Les photographies suivantes ( au moins une vingtaine ont été prises à cette époque) ont été prises sur les épis droits de la Pyramide à l'époque du drame, les pièces visibles ne peuvent pas toutes être identifiées avec certitude:

"Le Colibri" en action sur un épi droit de la Pyramide.

Un obus de 400 à fusée retardée est hissé en dehors d'un wagon à munitions.

L'obus va être présenté à la position de chargement.

Le chef d'équipe arme le marteau et amorce, le sort de centaines de soldats allemands est entre les mains de Dieu.
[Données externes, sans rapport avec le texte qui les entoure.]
//! Colour palettes and small shading helpers shared by the CPU backends.
//!
//! The GPU backend receives the same palette stops through its uniform
//! buffer (see [`Palette::uniform_stops`]), so both paths tint blobs alike.
//!
//! # Usage
//!
//! ```ignore
//! let config = RenderConfig::new().with_palette(Palette::Ocean);
//! let tint = Palette::Ocean.sample(0.75);
//! ```

use glam::Vec3;
use serde::{Deserialize, Serialize};

/// Pre-defined colour ramps used to tint the field.
///
/// Stop 0 is the background tone, stop 4 the brightest core tone.
#[derive(Debug, Clone, Copy, PartialEq, Eq, Default, Serialize, Deserialize)]
#[serde(rename_all = "snake_case")]
pub enum Palette {
    /// Soft cool-to-warm pastel (default).
    #[default]
    Mochi,

    /// Sunset - warm oranges and pinks.
    Sunset,

    /// Ocean - cool blues and teals.
    Ocean,

    /// Ice - deep blue up to white.
    Ice,

    /// Neon - vibrant pink, cyan and purple.
    Neon,

    /// Grayscale - black to white.
    Grayscale,
}

impl Palette {
    /// Every palette, in declaration order.
    pub const ALL: [Palette; 6] = [
        Palette::Mochi,
        Palette::Sunset,
        Palette::Ocean,
        Palette::Ice,
        Palette::Neon,
        Palette::Grayscale,
    ];

    /// The five colour stops of this palette.
    pub fn colors(&self) -> [Vec3; 5] {
        match self {
            Palette::Mochi => [
                Vec3::new(0.10, 0.11, 0.16),
                Vec3::new(0.20, 0.40, 0.90),
                Vec3::new(0.55, 0.62, 0.95),
                Vec3::new(1.00, 0.75, 0.45),
                Vec3::new(1.00, 0.97, 0.93),
            ],
            Palette::Sunset => [
                Vec3::new(0.1, 0.0, 0.2),
                Vec3::new(0.5, 0.0, 0.5),
                Vec3::new(1.0, 0.2, 0.4),
                Vec3::new(1.0, 0.5, 0.2),
                Vec3::new(1.0, 0.9, 0.4),
            ],
            Palette::Ocean => [
                Vec3::new(0.0, 0.05, 0.15),
                Vec3::new(0.0, 0.2, 0.4),
                Vec3::new(0.0, 0.4, 0.6),
                Vec3::new(0.2, 0.6, 0.8),
                Vec3::new(0.6, 0.9, 1.0),
            ],
            Palette::Ice => [
                Vec3::new(0.0, 0.1, 0.4),
                Vec3::new(0.1, 0.4, 0.8),
                Vec3::new(0.4, 0.7, 1.0),
                Vec3::new(0.8, 0.9, 1.0),
                Vec3::new(1.0, 1.0, 1.0),
            ],
            Palette::Neon => [
                Vec3::new(0.05, 0.0, 0.1),
                Vec3::new(0.5, 0.0, 1.0),
                Vec3::new(1.0, 0.0, 0.5),
                Vec3::new(0.0, 0.5, 1.0),
                Vec3::new(0.0, 1.0, 1.0),
            ],
            Palette::Grayscale => [
                Vec3::new(0.0, 0.0, 0.0),
                Vec3::new(0.25, 0.25, 0.25),
                Vec3::new(0.5, 0.5, 0.5),
                Vec3::new(0.75, 0.75, 0.75),
                Vec3::new(1.0, 1.0, 1.0),
            ],
        }
    }

    /// Piecewise-linear sample at `t` in `[0, 1]`.
    pub fn sample(&self, t: f32) -> Vec3 {
        let stops = self.colors();
        let x = t.clamp(0.0, 1.0) * (stops.len() - 1) as f32;
        let i = (x.floor() as usize).min(stops.len() - 2);
        stops[i].lerp(stops[i + 1], x - i as f32)
    }

    /// Background tone.
    pub fn background(&self) -> Vec3 {
        self.colors()[0]
    }

    /// Stops padded to `vec4` for a uniform buffer.
    pub fn uniform_stops(&self) -> [[f32; 4]; 5] {
        self.colors().map(|c| c.extend(1.0).to_array())
    }
}

/// Hermite step between `edge0` and `edge1`, as in WGSL.
pub fn smoothstep(edge0: f32, edge1: f32, x: f32) -> f32 {
    let t = ((x - edge0) / (edge1 - edge0)).clamp(0.0, 1.0);
    t * t * (3.0 - 2.0 * t)
}

/// Rec. 709 luminance.
#[cfg(test)]
pub(crate) fn luminance(c: Vec3) -> f32 {
    c.dot(Vec3::new(0.2126, 0.7152, 0.0722))
}

/// Convert a linear `[0, 1]` colour and alpha into RGBA8.
pub fn to_rgba8(c: Vec3, alpha: f32) -> [u8; 4] {
    let q = |v: f32| (v.clamp(0.0, 1.0) * 255.0 + 0.5) as u8;
    [q(c.x), q(c.y), q(c.z), q(alpha)]
}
Tir d'un obusier de 400 à la position de la Pyramide.
A noter, que ce sont les tirs de l'obusier de 400 "M'Brouka" qui ont obtenu les résultats les plus décisifs (14 avril et 20 mai 1917).
Ce canon, à l'origine un 340 modèle 1887 (R 1890 n° 2) a équipé le cuirassé "Brennus" jusqu'à son désarmement, a été transformé par raccourcissement et alésage en 400 modèle 1915 (R 1916 n° 3) à la Fonderie de Ruelle puis monté sur l'affût-truck AT 5018 aux Forges et Aciéries de la Marine et d'Homécourt à Saint-Chamond (Loire).
Cordialement,
Guy François.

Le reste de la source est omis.